== Segment start ==
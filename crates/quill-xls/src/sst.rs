//! Shared-string table sizing.
//!
//! The EXTSST record indexes the shared-string table in buckets so a
//! reader can seek into it; its layout must be sized before the table is
//! written. Only the bucket arithmetic lives here.

/// Bucket layout `(bucket_count, bucket_size)` for a shared-string table
/// with `unique_strings` entries.
///
/// Small tables keep the fixed bucket size of 8; from 1024 strings up
/// the bucket size scales so the bucket count stays bounded at 128.
pub fn bucket_layout(unique_strings: u32) -> (u32, u32) {
    let bucket_size = if unique_strings < 1024 {
        8
    } else {
        1 + unique_strings / 128
    };
    let bucket_count = (unique_strings + bucket_size - 1) / bucket_size;
    (bucket_count, bucket_size)
}
//! Directory entries (PPS records).
//!
//! Every node in a compound container's directory tree is one fixed
//! 128-byte record:
//!
//! - name, UTF-16LE, zero-padded to 64 bytes
//! - name length in bytes including the terminator (2 bytes)
//! - type tag (1 byte): root = 5, storage = 1, stream = 2
//! - node color (1 byte)
//! - left sibling, right sibling, child SIDs (3 x 4 bytes)
//! - class id (16 bytes)
//! - state bits and timestamps (20 bytes, written as explicit zeros)
//! - start sector (4 bytes) + stream size (8 bytes)
//!
//! Siblings under one parent are ordered shorter-name-first (UTF-16 unit
//! count), ties broken by case-insensitive comparison.

use std::cmp::Ordering;

use crate::error::{OleError, OleResult};

/// On-disk size of one directory record.
pub const DIR_ENTRY_LEN: usize = 128;

/// Longest allowed entry name. The 64-byte name field holds 32 UTF-16
/// units including the terminator.
pub const MAX_NAME_UNITS: usize = 31;

/// SID value marking an absent sibling/child link.
pub const NO_STREAM: u32 = 0xFFFF_FFFF;

const COLOR_BLACK: u8 = 1;

/// Characters the container format forbids in entry names.
const FORBIDDEN_CHARS: [char; 4] = ['/', '\\', ':', '!'];

/// Directory entry type tag.
#[derive(Debug, Clone, Copy, PartialEq, Eq)]
pub enum EntryKind {
    /// The container's single root entry; its chain holds the
    /// short-stream container.
    Root,
    /// A named node with children and no bytes of its own.
    Storage,
    /// A named byte stream.
    Stream,
}

impl EntryKind {
    fn tag(self) -> u8 {
        match self {
            EntryKind::Root => 5,
            EntryKind::Storage => 1,
            EntryKind::Stream => 2,
        }
    }
}

/// One directory record.
///
/// Built by the container writer during layout; immutable once the
/// serialize step begins.
#[derive(Debug, Clone)]
pub struct DirEntry {
    name: String,
    kind: EntryKind,
    /// First sector of the entry's chain. For short streams this is a
    /// mini-sector index into the short-stream container, i.e. byte
    /// offset `start * 64` within it.
    pub(crate) start: u32,
    pub(crate) size: u64,
    pub(crate) left: u32,
    pub(crate) right: u32,
    pub(crate) child: u32,
    pub(crate) class_id: [u8; 16],
}

impl DirEntry {
    /// Create the root entry. Its chain location and size are assigned
    /// when the short-stream container has been laid out.
    pub fn root(name: &str) -> OleResult<Self> {
        Self::new(name, EntryKind::Root)
    }

    /// Create a storage entry (no stream bytes).
    pub fn storage(name: &str) -> OleResult<Self> {
        let mut entry = Self::new(name, EntryKind::Storage)?;
        // Storage entries own no chain; the start field must hold a
        // literal zero, not a chain terminator
        entry.start = 0;
        Ok(entry)
    }

    /// Create a stream entry pointing at its first sector (or mini
    /// sector, for short streams).
    pub fn stream(name: &str, start: u32, size: u64) -> OleResult<Self> {
        let mut entry = Self::new(name, EntryKind::Stream)?;
        entry.start = start;
        entry.size = size;
        Ok(entry)
    }

    fn new(name: &str, kind: EntryKind) -> OleResult<Self> {
        validate_name(name)?;
        Ok(Self {
            name: name.to_string(),
            kind,
            start: crate::depot::END_OF_CHAIN,
            size: 0,
            left: NO_STREAM,
            right: NO_STREAM,
            child: NO_STREAM,
            class_id: [0u8; 16],
        })
    }

    /// Entry name as registered.
    pub fn name(&self) -> &str {
        &self.name
    }

    /// Entry type tag.
    pub fn kind(&self) -> EntryKind {
        self.kind
    }

    /// Stream size in bytes (for the root entry, the short-stream
    /// container size).
    pub fn size(&self) -> u64 {
        self.size
    }

    /// First sector of the entry's chain.
    pub fn start(&self) -> u32 {
        self.start
    }

    /// Serialize into the fixed 128-byte record layout.
    pub fn encode(&self) -> [u8; DIR_ENTRY_LEN] {
        let mut rec = [0u8; DIR_ENTRY_LEN];

        let units: Vec<u16> = self.name.encode_utf16().collect();
        for (i, unit) in units.iter().enumerate() {
            rec[i * 2..i * 2 + 2].copy_from_slice(&unit.to_le_bytes());
        }
        // Name length counts bytes, terminator included
        rec[64..66].copy_from_slice(&(((units.len() + 1) * 2) as u16).to_le_bytes());

        rec[66] = self.kind.tag();
        rec[67] = COLOR_BLACK;

        rec[68..72].copy_from_slice(&self.left.to_le_bytes());
        rec[72..76].copy_from_slice(&self.right.to_le_bytes());
        rec[76..80].copy_from_slice(&self.child.to_le_bytes());

        rec[80..96].copy_from_slice(&self.class_id);

        // State bits at 96 and both timestamps at 100 stay zero

        rec[116..120].copy_from_slice(&self.start.to_le_bytes());
        rec[120..128].copy_from_slice(&self.size.to_le_bytes());

        rec
    }

    /// Record used to pad the directory out to a sector boundary: type
    /// tag 0 (unallocated), links absent, everything else zero.
    pub(crate) fn free_record() -> [u8; DIR_ENTRY_LEN] {
        let mut rec = [0u8; DIR_ENTRY_LEN];
        rec[68..72].copy_from_slice(&NO_STREAM.to_le_bytes());
        rec[72..76].copy_from_slice(&NO_STREAM.to_le_bytes());
        rec[76..80].copy_from_slice(&NO_STREAM.to_le_bytes());
        rec
    }
}

/// Check a prospective entry name against the format's rules.
pub fn validate_name(name: &str) -> OleResult<()> {
    if name.is_empty() {
        return Err(OleError::InvalidName("name is empty".to_string()));
    }
    if name.encode_utf16().count() > MAX_NAME_UNITS {
        return Err(OleError::InvalidName(format!(
            "{:?} is longer than {} UTF-16 units",
            name, MAX_NAME_UNITS
        )));
    }
    if let Some(bad) = name.chars().find(|c| FORBIDDEN_CHARS.contains(c)) {
        return Err(OleError::InvalidName(format!(
            "{:?} contains forbidden character {:?}",
            name, bad
        )));
    }
    Ok(())
}

/// Canonical sibling order: shorter names first by UTF-16 unit count,
/// ties broken by uppercased comparison.
pub(crate) fn compare_names(a: &str, b: &str) -> Ordering {
    let a_units = a.encode_utf16().count();
    let b_units = b.encode_utf16().count();
    match a_units.cmp(&b_units) {
        Ordering::Equal => a.to_uppercase().cmp(&b.to_uppercase()),
        other => other,
    }
}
== Segment end ==
- _Problem details_: Please output exactly the lines between the one holding "name as registered." and the one holding "rec[64..66].copy_from_slice(&(((units.len() + 1)" in the records above, inclusive, and nothing more.

- _The answer_:
    /// Entry name as registered.
    pub fn name(&self) -> &str {
        &self.name
    }

    /// Entry type tag.
    pub fn kind(&self) -> EntryKind {
        self.kind
    }

    /// Stream size in bytes (for the root entry, the short-stream
    /// container size).
    pub fn size(&self) -> u64 {
        self.size
    }

    /// First sector of the entry's chain.
    pub fn start(&self) -> u32 {
        self.start
    }

    /// Serialize into the fixed 128-byte record layout.
    pub fn encode(&self) -> [u8; DIR_ENTRY_LEN] {
        let mut rec = [0u8; DIR_ENTRY_LEN];

        let units: Vec<u16> = self.name.encode_utf16().collect();
        for (i, unit) in units.iter().enumerate() {
            rec[i * 2..i * 2 + 2].copy_from_slice(&unit.to_le_bytes());
        }
        // Name length counts bytes, terminator included
        rec[64..66].copy_from_slice(&(((units.len() + 1) * 2) as u16).to_le_bytes());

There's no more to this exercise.